WILLIAM STYRON (1925-2006)
This week, its time to remember William Styron. His 1979 novel 'Sophie's Choice' the tragic story of a Polish Holocaust survivor's relationship in Brooklyn with a Virginia writer was made into an acclaimed film starring Meryl Streep. While the film won Streep an Oscar, it threw the novel into the spotlight. Some Holocaust survivors questioned the fact that a non-Jew gave the perspective a death camp survivor, while feminists were up in arms about a man writing telling a woman's story.

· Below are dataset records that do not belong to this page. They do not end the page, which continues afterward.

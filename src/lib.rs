pub mod classifier;
pub mod config;
pub mod engine;
pub mod error;
pub mod event;
pub mod model;
pub mod polygon;
pub mod runtime;
pub mod sink;
pub mod tracker;
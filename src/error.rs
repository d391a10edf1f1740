use thiserror::Error;

#[derive(Error, Debug)]
pub enum AppError {
    #[error("WebSocket error: {0}")]
    WebSocket(String),

    #[error("frame decode error: {0}")]
    Decode(#[from] serde_json::Error),

    #[error("authentication rejected: {0}")]
    AuthRejected(String),

    #[error("authentication not acknowledged within {0} ms")]
    AuthTimeout(u64),
}

/// Failure reported by an [`AlertSink`](crate::sink::AlertSink) write.
#[derive(Error, Debug)]
pub enum SinkError {
    #[error("HTTP error: {0}")]
    Http(#[from] reqwest::Error),

    #[error("{service} rejected write (status {status}): {body}")]
    Rejected {
        service: &'static str,
        status: u16,
        body: String,
    },

    #[error("sqlite error: {0}")]
    Sqlite(#[from] rusqlite::Error),

    #[error("JSON encode error: {0}")]
    Json(#[from] serde_json::Error),

    #[error("IO error: {0}")]
    Io(#[from] std::io::Error),

    #[error("blocking write task failed: {0}")]
    Join(#[from] tokio::task::JoinError),

    #[error("store lock poisoned")]
    Poisoned,
}
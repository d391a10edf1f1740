use chrono::{DateTime, SecondsFormat, Utc};
use serde::{Serialize, Serializer};
use uuid::Uuid;

#[derive(Debug, Clone, Copy, PartialEq, Eq, Hash, Serialize)]
pub enum AlertKind {
    #[serde(rename = "volume")]
    VolumeSpike,
    #[serde(rename = "high")]
    NewHigh,
}

impl AlertKind {
    pub fn as_tag(&self) -> &'static str {
        match self {
            AlertKind::VolumeSpike => "volume",
            AlertKind::NewHigh => "high",
        }
    }

    pub fn title(&self) -> &'static str {
        match self {
            AlertKind::VolumeSpike => "Volume Alert",
            AlertKind::NewHigh => "New High",
        }
    }
}

impl std::fmt::Display for AlertKind {
    fn fmt(&self, f: &mut std::fmt::Formatter<'_>) -> std::fmt::Result {
        f.write_str(self.as_tag())
    }
}

/// Immutable alert handed to the sink. Field names match the `crypto_alerts` row.
#[derive(Debug, Clone, PartialEq, Serialize)]
pub struct Alert {
    pub id: Uuid,
    #[serde(rename = "ticker")]
    pub symbol: String,
    pub price: f64,
    pub change_percent: f64,
    pub relative_volume: f64,
    #[serde(rename = "alert_type")]
    pub kind: AlertKind,
    #[serde(serialize_with = "serialize_iso8601")]
    pub created_at: DateTime<Utc>,
}

impl Alert {
    pub fn created_at_iso(&self) -> String {
        self.created_at.to_rfc3339_opts(SecondsFormat::Millis, true)
    }
}

fn serialize_iso8601<S>(ts: &DateTime<Utc>, serializer: S) -> Result<S::Ok, S::Error>
where
    S: Serializer,
{
    serializer.serialize_str(&ts.to_rfc3339_opts(SecondsFormat::Millis, true))
}
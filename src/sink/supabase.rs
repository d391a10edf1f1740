use async_trait::async_trait;
use std::time::Duration;

use super::AlertSink;
use crate::config::SupabaseCredentials;
use crate::error::SinkError;
use crate::model::alert::Alert;

/// Inserts alerts into a Supabase table through its REST endpoint.
pub struct SupabaseSink {
    http: reqwest::Client,
    endpoint: String,
    service_role_key: String,
}

impl SupabaseSink {
    pub fn new(
        creds: &SupabaseCredentials,
        table: &str,
        timeout_secs: u64,
    ) -> Result<Self, SinkError> {
        let http = reqwest::Client::builder()
            .timeout(Duration::from_secs(timeout_secs))
            .build()?;
        Ok(Self {
            http,
            endpoint: format!("{}/rest/v1/{}", creds.url.trim_end_matches('/'), table),
            service_role_key: creds.service_role_key.clone(),
        })
    }

    pub fn endpoint(&self) -> &str {
        &self.endpoint
    }
}

#[async_trait]
impl AlertSink for SupabaseSink {
    fn name(&self) -> &str {
        "supabase"
    }

    async fn record(&self, alert: &Alert) -> Result<(), SinkError> {
        let resp = self
            .http
            .post(&self.endpoint)
            .header("apikey", &self.service_role_key)
            .bearer_auth(&self.service_role_key)
            .header("Prefer", "return=minimal")
            .json(alert)
            .send()
            .await?;

        let status = resp.status();
        if !status.is_success() {
            let body = resp.text().await.unwrap_or_default();
            return Err(SinkError::Rejected {
                service: "supabase",
                status: status.as_u16(),
                body,
            });
        }
        Ok(())
    }
}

But Styron was no stranger to controversy. He's stirred enough of that with 'The Confessions of Nat Turner,' (1967) the story of a slave who led a bloody and disastrous slave insurrection before the Civil War. While the book went on to win the Pulitzer Prize, it was criticised for being tinged with racism.
Among his many fans is former President Bill Clinton, who had made these comments about Styron's writing while he was still in the White House:
"I can tell you that, as a young southerner, the impact of 'The Confessions of Nat Turner' on me was truely stunning and I can say that for a whole generation of us who never quite found the words to give expression to the many things we had imagined until we read the works of William Styron."
In a profound remembrance, Norman Mailer told the New York Times "No other American writer of my generation has had so omnipresent and exquisite a sense of the elegiac."
Styron died of pneumonia in Martha's Vineyard, Massachusetts aged 81.